DIRECTIONS FOR THIS TASK: Set down, word for word, the stretch of lines from the one containing "handle.abort();" to the end of the records below.

INPUT FOR THIS TASK:
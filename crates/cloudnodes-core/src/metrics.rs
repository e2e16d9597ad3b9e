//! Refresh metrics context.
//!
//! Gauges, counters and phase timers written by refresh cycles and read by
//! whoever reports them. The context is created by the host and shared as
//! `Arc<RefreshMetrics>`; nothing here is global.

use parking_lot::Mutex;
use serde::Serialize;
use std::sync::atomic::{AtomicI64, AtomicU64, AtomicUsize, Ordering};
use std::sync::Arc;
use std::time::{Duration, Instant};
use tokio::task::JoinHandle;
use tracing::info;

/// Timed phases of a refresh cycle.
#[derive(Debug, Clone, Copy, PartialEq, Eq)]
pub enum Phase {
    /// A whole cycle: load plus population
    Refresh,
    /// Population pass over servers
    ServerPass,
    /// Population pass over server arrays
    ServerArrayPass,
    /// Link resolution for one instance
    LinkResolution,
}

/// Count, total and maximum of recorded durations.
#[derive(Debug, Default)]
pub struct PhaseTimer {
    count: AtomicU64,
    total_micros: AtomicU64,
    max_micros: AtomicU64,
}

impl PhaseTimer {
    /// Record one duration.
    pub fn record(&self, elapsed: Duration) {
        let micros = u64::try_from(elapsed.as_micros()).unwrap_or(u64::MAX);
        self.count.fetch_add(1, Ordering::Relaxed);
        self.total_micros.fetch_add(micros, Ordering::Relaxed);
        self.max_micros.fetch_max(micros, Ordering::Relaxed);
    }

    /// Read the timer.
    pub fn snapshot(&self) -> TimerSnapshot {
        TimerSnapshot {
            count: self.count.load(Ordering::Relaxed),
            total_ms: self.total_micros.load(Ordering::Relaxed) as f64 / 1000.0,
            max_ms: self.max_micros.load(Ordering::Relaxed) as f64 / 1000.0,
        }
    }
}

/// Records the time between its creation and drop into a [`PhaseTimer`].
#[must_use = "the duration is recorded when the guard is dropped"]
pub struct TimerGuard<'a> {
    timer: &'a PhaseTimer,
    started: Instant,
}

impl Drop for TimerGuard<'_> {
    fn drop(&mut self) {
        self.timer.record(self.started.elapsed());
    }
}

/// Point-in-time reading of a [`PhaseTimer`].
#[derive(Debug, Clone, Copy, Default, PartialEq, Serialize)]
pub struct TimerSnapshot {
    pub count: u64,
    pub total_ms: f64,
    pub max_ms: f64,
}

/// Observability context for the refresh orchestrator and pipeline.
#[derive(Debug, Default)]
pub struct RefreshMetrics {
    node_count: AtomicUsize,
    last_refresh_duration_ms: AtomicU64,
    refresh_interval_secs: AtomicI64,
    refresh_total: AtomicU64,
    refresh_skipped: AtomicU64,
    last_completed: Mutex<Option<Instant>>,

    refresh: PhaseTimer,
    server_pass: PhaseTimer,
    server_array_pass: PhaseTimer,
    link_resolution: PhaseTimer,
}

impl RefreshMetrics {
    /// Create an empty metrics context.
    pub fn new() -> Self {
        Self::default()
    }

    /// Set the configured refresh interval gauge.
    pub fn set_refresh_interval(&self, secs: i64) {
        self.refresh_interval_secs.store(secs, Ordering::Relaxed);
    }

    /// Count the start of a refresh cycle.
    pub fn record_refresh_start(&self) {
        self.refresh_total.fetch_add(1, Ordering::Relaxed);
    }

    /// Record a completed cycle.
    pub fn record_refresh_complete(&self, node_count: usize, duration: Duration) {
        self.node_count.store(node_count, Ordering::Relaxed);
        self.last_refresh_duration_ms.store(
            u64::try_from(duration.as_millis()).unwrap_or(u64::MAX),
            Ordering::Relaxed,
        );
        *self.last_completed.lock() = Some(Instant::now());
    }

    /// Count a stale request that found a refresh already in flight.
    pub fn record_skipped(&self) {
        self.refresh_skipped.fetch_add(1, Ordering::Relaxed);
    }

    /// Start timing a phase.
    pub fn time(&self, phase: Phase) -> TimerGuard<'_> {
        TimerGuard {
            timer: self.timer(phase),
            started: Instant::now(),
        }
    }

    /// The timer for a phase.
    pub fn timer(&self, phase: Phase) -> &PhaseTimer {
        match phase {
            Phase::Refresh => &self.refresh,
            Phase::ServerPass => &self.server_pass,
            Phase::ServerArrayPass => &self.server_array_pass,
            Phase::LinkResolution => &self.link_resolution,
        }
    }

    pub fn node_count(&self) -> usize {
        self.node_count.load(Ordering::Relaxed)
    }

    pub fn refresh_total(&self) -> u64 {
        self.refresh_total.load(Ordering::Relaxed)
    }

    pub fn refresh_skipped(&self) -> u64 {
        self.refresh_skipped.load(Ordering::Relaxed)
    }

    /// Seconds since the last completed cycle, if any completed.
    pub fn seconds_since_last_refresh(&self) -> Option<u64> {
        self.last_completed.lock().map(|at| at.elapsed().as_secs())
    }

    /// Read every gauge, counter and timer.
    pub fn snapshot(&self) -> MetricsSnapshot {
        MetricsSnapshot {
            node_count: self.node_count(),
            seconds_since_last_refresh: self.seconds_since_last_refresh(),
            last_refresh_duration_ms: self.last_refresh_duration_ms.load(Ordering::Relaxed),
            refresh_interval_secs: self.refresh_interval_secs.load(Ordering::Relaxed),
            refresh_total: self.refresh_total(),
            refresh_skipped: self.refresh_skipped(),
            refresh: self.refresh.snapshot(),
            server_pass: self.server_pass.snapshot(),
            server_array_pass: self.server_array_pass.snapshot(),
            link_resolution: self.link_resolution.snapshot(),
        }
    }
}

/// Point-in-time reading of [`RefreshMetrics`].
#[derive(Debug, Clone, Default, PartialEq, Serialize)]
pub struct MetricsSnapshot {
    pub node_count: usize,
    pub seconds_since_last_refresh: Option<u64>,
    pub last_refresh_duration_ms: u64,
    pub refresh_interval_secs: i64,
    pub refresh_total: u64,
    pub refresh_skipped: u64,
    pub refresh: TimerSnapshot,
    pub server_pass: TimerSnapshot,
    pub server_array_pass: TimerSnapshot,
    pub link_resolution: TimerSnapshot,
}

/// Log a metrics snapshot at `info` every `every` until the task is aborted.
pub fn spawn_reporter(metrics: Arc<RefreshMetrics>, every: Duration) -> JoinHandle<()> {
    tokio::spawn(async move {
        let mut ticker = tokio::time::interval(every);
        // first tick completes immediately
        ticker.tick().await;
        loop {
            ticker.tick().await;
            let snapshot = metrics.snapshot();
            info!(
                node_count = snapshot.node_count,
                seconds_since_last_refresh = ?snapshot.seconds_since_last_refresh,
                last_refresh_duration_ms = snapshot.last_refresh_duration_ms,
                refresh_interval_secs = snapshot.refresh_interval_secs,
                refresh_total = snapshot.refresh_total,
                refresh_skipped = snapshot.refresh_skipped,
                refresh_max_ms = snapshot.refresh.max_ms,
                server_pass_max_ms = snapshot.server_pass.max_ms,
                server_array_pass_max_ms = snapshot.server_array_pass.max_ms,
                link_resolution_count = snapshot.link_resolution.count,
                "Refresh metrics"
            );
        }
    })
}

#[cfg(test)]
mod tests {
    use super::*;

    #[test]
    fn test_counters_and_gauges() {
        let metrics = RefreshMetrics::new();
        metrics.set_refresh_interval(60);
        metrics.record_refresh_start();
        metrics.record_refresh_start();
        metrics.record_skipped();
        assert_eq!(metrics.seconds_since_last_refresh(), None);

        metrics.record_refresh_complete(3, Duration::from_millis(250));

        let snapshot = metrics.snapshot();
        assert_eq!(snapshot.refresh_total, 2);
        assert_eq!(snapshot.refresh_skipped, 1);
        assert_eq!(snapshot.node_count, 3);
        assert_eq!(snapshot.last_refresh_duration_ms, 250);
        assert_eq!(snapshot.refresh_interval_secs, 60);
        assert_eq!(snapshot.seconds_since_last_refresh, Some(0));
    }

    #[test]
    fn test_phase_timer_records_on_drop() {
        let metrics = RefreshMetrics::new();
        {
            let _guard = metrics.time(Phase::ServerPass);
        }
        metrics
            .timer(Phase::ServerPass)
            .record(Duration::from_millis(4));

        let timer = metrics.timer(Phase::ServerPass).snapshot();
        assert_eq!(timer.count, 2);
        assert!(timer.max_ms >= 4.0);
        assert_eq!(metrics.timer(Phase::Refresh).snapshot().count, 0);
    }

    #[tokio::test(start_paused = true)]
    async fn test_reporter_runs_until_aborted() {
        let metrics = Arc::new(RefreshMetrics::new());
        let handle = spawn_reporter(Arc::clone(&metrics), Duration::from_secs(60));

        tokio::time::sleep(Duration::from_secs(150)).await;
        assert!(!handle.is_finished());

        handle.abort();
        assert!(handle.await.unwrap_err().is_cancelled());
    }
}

YOUR SOLUTION:
        handle.abort();
        assert!(handle.await.unwrap_err().is_cancelled());
    }
}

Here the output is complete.